We can define a specific number of threads to create and reuse for ExecutorService. This limits the amount of resources used, and makes it easier to understand the potential performance impacts of our code.
Creating ExecutorService with a fixed Thread count can be done quite simply, as shown in the following snippet:
val executor = Executors.newFixedThreadPool(3)
We can leverage the newFixedThreadPool() factory method to create ExecutorService with a specific thread count, in this case, 3.
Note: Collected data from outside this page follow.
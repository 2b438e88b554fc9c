use axum::extract::State;
use axum::Json;
use serde::Serialize;

use crate::api::response::ApiResponse;
use crate::app::AppState;
use crate::db::models::PublishStatus;
use crate::db::query::Filter;
use crate::error::AppError;

#[derive(Debug, Serialize, PartialEq, Eq)]
pub struct ServiceStats {
    pub total: u64,
    pub active: u64,
}

#[derive(Debug, Serialize, PartialEq, Eq)]
pub struct BlogStats {
    pub total: u64,
    pub published: u64,
    pub drafts: u64,
}

/// Dashboard counters.
#[derive(Debug, Serialize, PartialEq, Eq)]
pub struct Stats {
    pub services: ServiceStats,
    pub blogs: BlogStats,
    pub categories: u64,
    pub media: u64,
}

pub async fn collect_stats(state: &AppState) -> Result<Stats, AppError> {
    let all = Filter::new();
    let (services, blogs, categories, media) = tokio::try_join!(
        state.services.count(&all),
        state.blogs.count(&all),
        state.categories.count(&all),
        state.media.count(&all),
    )?;

    let published_filter = Filter::new().eq("status", PublishStatus::Published);
    let draft_filter = Filter::new().eq("status", PublishStatus::Draft);
    let active_filter = Filter::new().eq("isActive", true);
    let (published, drafts, active) = tokio::try_join!(
        state.blogs.count(&published_filter),
        state.blogs.count(&draft_filter),
        state.services.count(&active_filter),
    )?;

    Ok(Stats {
        services: ServiceStats {
            total: services,
            active,
        },
        blogs: BlogStats {
            total: blogs,
            published,
            drafts,
        },
        categories,
        media,
    })
}

/// `GET /api/stats`
pub async fn stats_handler(
    State(state): State<AppState>,
) -> Result<Json<ApiResponse<Stats>>, AppError> {
    Ok(Json(ApiResponse::data(collect_stats(&state).await?)))
}
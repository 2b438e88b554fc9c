use axum::extract::State;
use axum::Json;
use chrono::Utc;

use crate::api::response::ApiResponse;
use crate::app::AppState;
use crate::auth::middleware::{AuthUser, DISABLED_ACCOUNT};
use crate::auth::models::{LoginRequest, LoginResponse, UserProfile};
use crate::auth::token::TokenService;
use crate::content::hooks::apply_hooks;
use crate::db::models::{new_id, Entity, Role, User};
use crate::db::query::Filter;
use crate::db::repository::Repository;
use crate::error::AppError;

pub const INVALID_CREDENTIALS: &str = "البريد الإلكتروني أو كلمة المرور غير صحيحة";
pub const DEFAULT_ADMIN_NAME: &str = "مدير النظام";

/// Hash a password on the blocking pool.
pub async fn hash_password(password: &str, cost: u32) -> Result<String, AppError> {
    let password = password.to_string();
    tokio::task::spawn_blocking(move || bcrypt::hash(password, cost))
        .await
        .map_err(|e| AppError::Internal(format!("Password hashing task failed: {e}")))?
        .map_err(|e| AppError::Internal(format!("Failed to hash password: {e}")))
}

async fn verify_password(password: &str, hash: &str) -> Result<bool, AppError> {
    let password = password.to_string();
    let hash = hash.to_string();
    tokio::task::spawn_blocking(move || bcrypt::verify(password, &hash))
        .await
        .map_err(|e| AppError::Internal(format!("Password check task failed: {e}")))?
        .map_err(|e| AppError::Internal(format!("Failed to verify password: {e}")))
}

/// Core login logic, separated from the HTTP layer for testability.
pub async fn process_login(
    users: &dyn Repository<User>,
    tokens: &TokenService,
    request: LoginRequest,
) -> Result<LoginResponse, AppError> {
    let email = request.email.trim().to_lowercase();
    if email.is_empty() || request.password.is_empty() {
        return Err(AppError::BadRequest(
            "البريد الإلكتروني وكلمة المرور مطلوبان".into(),
        ));
    }

    let user = users
        .find_one(&Filter::new().eq("email", &email))
        .await?
        .ok_or_else(|| AppError::Unauthorized(INVALID_CREDENTIALS.into()))?;

    if !verify_password(&request.password, &user.password_hash).await? {
        tracing::info!(email = %email, "Rejected login");
        return Err(AppError::Unauthorized(INVALID_CREDENTIALS.into()));
    }

    if !user.is_active {
        return Err(AppError::Unauthorized(DISABLED_ACCOUNT.into()));
    }

    let token = tokens.issue(&user.id)?;
    tracing::info!(user_id = %user.id, "User logged in");

    Ok(LoginResponse {
        token,
        user: UserProfile::from(&user),
    })
}

/// Create the default admin account when no account uses `email`.
///
/// Returns `true` when an account was created.
pub async fn seed_default_admin(
    users: &dyn Repository<User>,
    email: &str,
    password: &str,
    bcrypt_cost: u32,
) -> Result<bool, AppError> {
    let email = email.trim().to_lowercase();
    if users
        .find_one(&Filter::new().eq("email", &email))
        .await?
        .is_some()
    {
        return Ok(false);
    }

    let now = Utc::now();
    let mut admin = User {
        id: new_id(),
        email,
        password_hash: hash_password(password, bcrypt_cost).await?,
        name: DEFAULT_ADMIN_NAME.to_string(),
        role: Role::Admin,
        is_active: true,
        created_at: now,
        updated_at: now,
    };
    apply_hooks(None, &mut admin, now);
    admin.validate()?;
    users.create(&admin).await?;

    tracing::info!(email = %admin.email, "Default admin user created");
    Ok(true)
}

/// `POST /api/auth/login`
pub async fn login_handler(
    State(state): State<AppState>,
    Json(request): Json<LoginRequest>,
) -> Result<Json<ApiResponse<LoginResponse>>, AppError> {
    let response = process_login(state.users.as_ref(), &state.tokens, request).await?;
    Ok(Json(ApiResponse::data(response)))
}

/// `GET /api/auth/me`
pub async fn me_handler(AuthUser(user): AuthUser) -> Json<ApiResponse<UserProfile>> {
    Json(ApiResponse::data(UserProfile::from(&user)))
}
use serde::{Deserialize, Serialize};

use crate::db::models::{Role, User};

/// Public view of an account; never carries the password hash.
#[derive(Debug, Clone, Serialize, Deserialize)]
#[serde(rename_all = "camelCase")]
pub struct UserProfile {
    #[serde(rename = "_id")]
    pub id: String,
    pub email: String,
    pub name: String,
    pub role: Role,
    pub is_active: bool,
}

impl From<&User> for UserProfile {
    fn from(user: &User) -> Self {
        Self {
            id: user.id.clone(),
            email: user.email.clone(),
            name: user.name.clone(),
            role: user.role,
            is_active: user.is_active,
        }
    }
}

/// Login request body.
#[derive(Debug, Deserialize)]
pub struct LoginRequest {
    #[serde(default)]
    pub email: String,
    #[serde(default)]
    pub password: String,
}

/// Login response payload.
#[derive(Debug, Serialize)]
pub struct LoginResponse {
    pub token: String,
    pub user: UserProfile,
}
Once we have an executor available, we can use that Executor to submit our tasks to be run in the background:
fun threadPoolExample() {
executor.submit {
Thread.sleep(500) // simulate network request
println("Runnable 1")
}
executor.submit {
Thread.sleep(200) // simulate db access
println("Runnable 2")
}
executor.submit {
Thread.sleep(300) // simulate network request
println("Runnable 3")
}
}
In this example, the executor will use its available thread pool to schedule the submitted Runnable tasks and execute the work. Upon execution of this code, we should see the following output:
Runnable 2
Runnable 3
Runnable 1
In this case, the first Runnable we submit to the Executor completes last because it delays its Thread for the longest duration. This simulates a long-running task such as a network request.
Because we've created this Executor with a thread pool of size 3, we can be sure that no more than three threads will be created and running at any given time, thereby limiting the amount of system resources available to run our async code.